#### What you are asked to do:
Scan the entries line by line and return those with "contains".

#### Source material:
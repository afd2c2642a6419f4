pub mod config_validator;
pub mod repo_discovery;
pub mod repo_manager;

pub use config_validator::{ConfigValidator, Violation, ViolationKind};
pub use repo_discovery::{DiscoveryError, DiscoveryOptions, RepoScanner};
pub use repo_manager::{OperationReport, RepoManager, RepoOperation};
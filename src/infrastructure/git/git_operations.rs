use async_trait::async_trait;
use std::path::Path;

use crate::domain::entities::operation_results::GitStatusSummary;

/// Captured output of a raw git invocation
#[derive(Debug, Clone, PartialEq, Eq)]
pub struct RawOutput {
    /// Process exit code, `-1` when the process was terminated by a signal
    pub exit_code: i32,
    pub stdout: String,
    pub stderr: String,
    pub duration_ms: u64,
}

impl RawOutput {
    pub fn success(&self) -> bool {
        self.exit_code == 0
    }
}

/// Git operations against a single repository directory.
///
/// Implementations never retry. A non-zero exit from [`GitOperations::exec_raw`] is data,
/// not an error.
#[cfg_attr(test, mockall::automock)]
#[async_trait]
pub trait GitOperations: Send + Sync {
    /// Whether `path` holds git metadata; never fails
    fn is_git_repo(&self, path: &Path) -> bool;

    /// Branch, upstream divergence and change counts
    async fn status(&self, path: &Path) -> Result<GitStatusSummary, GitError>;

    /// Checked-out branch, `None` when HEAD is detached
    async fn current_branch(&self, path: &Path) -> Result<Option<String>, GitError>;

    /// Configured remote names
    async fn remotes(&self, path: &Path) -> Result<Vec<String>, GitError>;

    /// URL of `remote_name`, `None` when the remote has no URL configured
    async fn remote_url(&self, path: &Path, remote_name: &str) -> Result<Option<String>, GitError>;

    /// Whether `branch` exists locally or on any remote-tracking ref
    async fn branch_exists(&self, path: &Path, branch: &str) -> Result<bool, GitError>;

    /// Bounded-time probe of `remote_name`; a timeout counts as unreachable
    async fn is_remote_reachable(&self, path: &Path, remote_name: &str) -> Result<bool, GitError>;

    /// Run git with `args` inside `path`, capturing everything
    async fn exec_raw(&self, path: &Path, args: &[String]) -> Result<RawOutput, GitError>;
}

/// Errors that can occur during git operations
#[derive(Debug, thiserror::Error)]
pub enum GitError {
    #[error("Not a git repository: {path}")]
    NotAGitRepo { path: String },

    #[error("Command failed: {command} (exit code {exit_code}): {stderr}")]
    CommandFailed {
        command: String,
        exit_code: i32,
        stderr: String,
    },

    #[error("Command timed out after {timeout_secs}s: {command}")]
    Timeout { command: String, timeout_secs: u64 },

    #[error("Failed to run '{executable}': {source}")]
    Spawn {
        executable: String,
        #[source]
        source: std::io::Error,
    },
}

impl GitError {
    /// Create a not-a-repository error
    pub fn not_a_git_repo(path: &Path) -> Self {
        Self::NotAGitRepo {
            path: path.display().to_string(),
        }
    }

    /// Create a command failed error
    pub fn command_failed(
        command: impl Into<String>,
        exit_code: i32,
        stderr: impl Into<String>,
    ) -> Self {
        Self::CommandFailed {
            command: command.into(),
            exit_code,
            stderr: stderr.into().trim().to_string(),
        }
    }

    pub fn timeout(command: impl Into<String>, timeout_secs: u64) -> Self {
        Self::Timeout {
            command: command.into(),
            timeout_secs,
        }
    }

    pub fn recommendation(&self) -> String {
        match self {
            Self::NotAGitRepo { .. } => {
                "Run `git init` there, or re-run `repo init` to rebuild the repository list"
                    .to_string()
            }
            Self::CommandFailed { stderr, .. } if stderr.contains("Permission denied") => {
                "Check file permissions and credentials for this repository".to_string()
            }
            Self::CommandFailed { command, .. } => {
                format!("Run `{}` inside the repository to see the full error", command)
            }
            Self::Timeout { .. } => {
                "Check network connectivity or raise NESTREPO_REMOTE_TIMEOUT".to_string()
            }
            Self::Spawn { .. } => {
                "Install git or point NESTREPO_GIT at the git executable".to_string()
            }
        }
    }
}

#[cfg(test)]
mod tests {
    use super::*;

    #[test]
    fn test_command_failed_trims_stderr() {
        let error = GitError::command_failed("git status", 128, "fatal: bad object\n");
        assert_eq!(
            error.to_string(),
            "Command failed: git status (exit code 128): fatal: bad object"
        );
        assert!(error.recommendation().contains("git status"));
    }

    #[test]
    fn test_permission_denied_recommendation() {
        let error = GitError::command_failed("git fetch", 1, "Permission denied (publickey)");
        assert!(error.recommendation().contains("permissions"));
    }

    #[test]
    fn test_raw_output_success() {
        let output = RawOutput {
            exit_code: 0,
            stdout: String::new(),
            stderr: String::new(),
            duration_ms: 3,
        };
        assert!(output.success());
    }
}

* * *

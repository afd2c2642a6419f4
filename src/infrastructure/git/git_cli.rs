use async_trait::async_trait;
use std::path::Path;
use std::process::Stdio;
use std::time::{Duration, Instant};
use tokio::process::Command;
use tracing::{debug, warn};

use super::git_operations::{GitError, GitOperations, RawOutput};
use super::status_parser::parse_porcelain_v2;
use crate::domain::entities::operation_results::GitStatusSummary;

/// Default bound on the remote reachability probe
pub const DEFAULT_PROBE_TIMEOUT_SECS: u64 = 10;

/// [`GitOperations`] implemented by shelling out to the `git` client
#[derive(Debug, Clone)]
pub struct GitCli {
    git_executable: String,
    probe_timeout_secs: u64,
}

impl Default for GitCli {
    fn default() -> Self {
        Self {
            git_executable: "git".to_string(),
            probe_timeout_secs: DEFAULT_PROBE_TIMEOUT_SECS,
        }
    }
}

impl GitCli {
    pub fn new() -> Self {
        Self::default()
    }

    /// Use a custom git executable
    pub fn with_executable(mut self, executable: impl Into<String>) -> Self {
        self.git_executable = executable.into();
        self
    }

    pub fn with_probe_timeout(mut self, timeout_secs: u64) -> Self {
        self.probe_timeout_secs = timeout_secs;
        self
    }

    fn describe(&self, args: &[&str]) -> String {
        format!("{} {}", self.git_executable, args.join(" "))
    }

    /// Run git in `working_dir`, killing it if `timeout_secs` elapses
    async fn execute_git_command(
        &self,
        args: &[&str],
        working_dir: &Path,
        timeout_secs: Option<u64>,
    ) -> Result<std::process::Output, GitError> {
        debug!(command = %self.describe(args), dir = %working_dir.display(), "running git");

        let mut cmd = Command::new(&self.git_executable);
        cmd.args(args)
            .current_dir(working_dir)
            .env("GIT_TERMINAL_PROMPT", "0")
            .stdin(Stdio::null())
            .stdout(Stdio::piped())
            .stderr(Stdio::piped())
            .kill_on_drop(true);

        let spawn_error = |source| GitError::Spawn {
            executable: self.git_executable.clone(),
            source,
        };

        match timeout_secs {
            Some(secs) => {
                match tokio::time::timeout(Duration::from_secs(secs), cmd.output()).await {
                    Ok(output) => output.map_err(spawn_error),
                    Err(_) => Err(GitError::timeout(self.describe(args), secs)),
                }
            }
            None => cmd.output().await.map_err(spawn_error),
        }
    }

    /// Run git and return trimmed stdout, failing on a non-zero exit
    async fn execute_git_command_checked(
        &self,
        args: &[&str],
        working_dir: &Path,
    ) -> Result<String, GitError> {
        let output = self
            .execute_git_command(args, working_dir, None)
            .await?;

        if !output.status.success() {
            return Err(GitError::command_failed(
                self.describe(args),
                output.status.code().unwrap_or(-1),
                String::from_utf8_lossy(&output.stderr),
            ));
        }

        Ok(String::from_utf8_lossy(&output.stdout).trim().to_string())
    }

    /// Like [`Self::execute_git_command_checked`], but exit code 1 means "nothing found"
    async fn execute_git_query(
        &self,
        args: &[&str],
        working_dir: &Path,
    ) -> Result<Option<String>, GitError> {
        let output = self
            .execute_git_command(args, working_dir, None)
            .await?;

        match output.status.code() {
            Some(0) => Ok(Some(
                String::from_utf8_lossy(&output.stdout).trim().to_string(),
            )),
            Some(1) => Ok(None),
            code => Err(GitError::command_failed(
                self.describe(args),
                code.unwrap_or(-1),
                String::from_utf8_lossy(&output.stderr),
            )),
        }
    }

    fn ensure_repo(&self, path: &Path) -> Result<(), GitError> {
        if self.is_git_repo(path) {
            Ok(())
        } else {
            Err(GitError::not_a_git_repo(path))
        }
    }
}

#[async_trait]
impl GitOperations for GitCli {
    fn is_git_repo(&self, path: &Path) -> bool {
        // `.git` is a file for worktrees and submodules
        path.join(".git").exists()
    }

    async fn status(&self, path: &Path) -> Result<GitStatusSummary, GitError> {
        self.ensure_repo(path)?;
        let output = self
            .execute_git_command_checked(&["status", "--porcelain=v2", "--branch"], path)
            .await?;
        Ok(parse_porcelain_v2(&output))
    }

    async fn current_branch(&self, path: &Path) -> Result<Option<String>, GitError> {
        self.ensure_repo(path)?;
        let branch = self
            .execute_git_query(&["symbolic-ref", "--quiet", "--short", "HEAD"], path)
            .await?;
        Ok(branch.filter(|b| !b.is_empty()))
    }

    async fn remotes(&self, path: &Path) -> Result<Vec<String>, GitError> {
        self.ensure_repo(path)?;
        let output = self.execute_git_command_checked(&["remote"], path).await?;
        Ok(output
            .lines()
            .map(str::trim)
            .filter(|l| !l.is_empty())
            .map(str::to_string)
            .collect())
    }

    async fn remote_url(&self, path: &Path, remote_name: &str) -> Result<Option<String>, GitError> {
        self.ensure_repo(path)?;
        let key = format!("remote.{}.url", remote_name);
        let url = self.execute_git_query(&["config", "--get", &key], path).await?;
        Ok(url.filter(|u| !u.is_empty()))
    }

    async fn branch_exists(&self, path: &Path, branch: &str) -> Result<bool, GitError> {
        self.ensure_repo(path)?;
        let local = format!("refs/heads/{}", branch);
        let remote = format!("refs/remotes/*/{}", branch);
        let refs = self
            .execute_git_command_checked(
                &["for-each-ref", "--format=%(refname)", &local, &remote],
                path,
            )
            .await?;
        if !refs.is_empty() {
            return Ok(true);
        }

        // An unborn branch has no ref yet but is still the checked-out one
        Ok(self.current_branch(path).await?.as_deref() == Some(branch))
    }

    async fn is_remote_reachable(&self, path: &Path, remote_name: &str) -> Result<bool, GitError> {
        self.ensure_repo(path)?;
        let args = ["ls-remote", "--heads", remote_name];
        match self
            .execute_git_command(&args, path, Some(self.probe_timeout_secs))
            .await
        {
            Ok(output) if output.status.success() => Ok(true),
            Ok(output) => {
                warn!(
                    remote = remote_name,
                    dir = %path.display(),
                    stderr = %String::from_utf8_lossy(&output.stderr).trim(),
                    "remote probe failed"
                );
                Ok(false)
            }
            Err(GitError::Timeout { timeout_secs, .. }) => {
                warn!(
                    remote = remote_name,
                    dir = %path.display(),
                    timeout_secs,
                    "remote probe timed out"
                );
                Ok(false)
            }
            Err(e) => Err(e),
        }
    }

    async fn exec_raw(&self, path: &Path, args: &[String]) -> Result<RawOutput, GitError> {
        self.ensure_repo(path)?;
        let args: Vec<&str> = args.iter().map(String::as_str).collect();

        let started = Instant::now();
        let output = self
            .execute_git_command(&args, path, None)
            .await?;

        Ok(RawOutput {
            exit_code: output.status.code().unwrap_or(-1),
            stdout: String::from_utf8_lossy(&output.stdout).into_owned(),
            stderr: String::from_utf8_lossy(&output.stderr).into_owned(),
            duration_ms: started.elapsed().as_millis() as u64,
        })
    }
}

#### Output for this exercise:
            Self::CommandFailed { stderr, .. } if stderr.contains("Permission denied") => {
        assert!(error.recommendation().contains("git status"));
        assert!(error.recommendation().contains("permissions"));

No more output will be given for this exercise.